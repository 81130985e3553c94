use crate::content::acquire_content;
use crate::selection::deduplicate_sources;
use crate::summarize::summarize_sources;
use crate::traits::{ContentProvider, GenerationProvider, SearchProvider};
use crate::types::{DeepResearchConfig, ResearchPlan, SearchTask, SummaryLog};
use crate::usage::UsageLedger;
use crate::writer::revise_draft;
use regex::Regex;
use std::sync::OnceLock;
use tracing::{info, warn};

/// A writer request for more sourced information on a named topic,
/// extracted from an in-draft sentinel tag.
#[derive(Debug, Clone, PartialEq, Eq)]
pub struct RefinementRequest {
    pub topic: String,
}

/// Scan a draft for the `<request_more_info topic="...">` marker
/// (case-insensitive). Only the first marker counts; the writer is
/// instructed to emit at most one per draft.
pub fn parse_refinement_request(draft: &str) -> Option<RefinementRequest> {
    static MARKER: OnceLock<Regex> = OnceLock::new();
    let re = MARKER.get_or_init(|| {
        Regex::new(r#"(?i)<request_more_info topic="(.*?)">"#).expect("marker pattern compiles")
    });
    re.captures(draft).and_then(|caps| {
        let topic = caps.get(1)?.as_str().trim().to_string();
        if topic.is_empty() {
            None
        } else {
            Some(RefinementRequest { topic })
        }
    })
}

/// Loop state threaded through refinement iterations. The draft is only
/// ever replaced wholesale by a successful revision.
struct RefinementState {
    iteration: usize,
    draft: String,
}

/// Run the bounded refinement loop: while the current draft carries a
/// refinement marker and the iteration cap is not reached, gather targeted
/// sources for the requested topic and revise the draft with them. Every
/// failure mode here is non-fatal; the previous draft always survives.
/// Returns the final draft.
#[allow(clippy::too_many_arguments)]
pub async fn run_refinement_loop(
    search: &dyn SearchProvider,
    content: &dyn ContentProvider,
    generation: &dyn GenerationProvider,
    config: &DeepResearchConfig,
    user_query: &str,
    plan: &ResearchPlan,
    initial_draft: String,
    summaries: &mut SummaryLog,
    ledger: &mut UsageLedger,
) -> String {
    let mut state = RefinementState { iteration: 0, draft: initial_draft };

    while state.iteration < config.max_refinement_iterations {
        info!(
            "Refinement iteration {}/{}",
            state.iteration + 1,
            config.max_refinement_iterations
        );

        let request = match parse_refinement_request(&state.draft) {
            Some(request) => request,
            None => {
                info!("No refinement request found in the draft, exiting loop");
                return state.draft;
            }
        };
        info!("Writer requested more info on topic: '{}'", request.topic);

        let task = SearchTask::targeted(&request.topic, config.refinement_result_count);
        ledger.record_searches(1);
        let batches = match search.batch_search(std::slice::from_ref(&task)).await {
            Ok(batches) => batches,
            Err(e) => {
                warn!("Refinement search failed ({}), skipping iteration", e);
                state.iteration += 1;
                continue;
            }
        };

        // Targeted results are assumed relevant already: dedupe and cap,
        // no reranking.
        let unique = deduplicate_sources(&batches);
        let selected: Vec<_> = unique.into_iter().take(config.max_refinement_sources).collect();
        info!("Selected {} refinement sources", selected.len());

        let fetched = acquire_content(content, &selected).await;
        let first_new = summaries.len();
        let appended = summarize_sources(
            generation,
            &config.summarizer_model,
            user_query,
            &fetched,
            config.max_source_chars,
            summaries,
            ledger,
        )
        .await;
        if appended == 0 {
            info!("No new summaries for '{}', revising against the gap anyway", request.topic);
        }
        let new_summaries = summaries.entries()[first_new..].to_vec();

        match revise_draft(
            generation,
            &config.writer_model,
            user_query,
            plan,
            &state.draft,
            &request.topic,
            &new_summaries,
            summaries.entries(),
            ledger,
        )
        .await
        {
            Ok(revised) => state.draft = revised,
            Err(e) => {
                warn!("Revision failed ({}), keeping previous draft", e);
            }
        }

        state.iteration += 1;
    }

    if state.iteration >= config.max_refinement_iterations {
        info!(
            "Reached maximum refinement iterations ({})",
            config.max_refinement_iterations
        );
    }
    state.draft
}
********
◆ What the exercise asks
A count is wanted, and nothing else: the lines of this listing that include the word "topic".

◆ Response for this exercise
12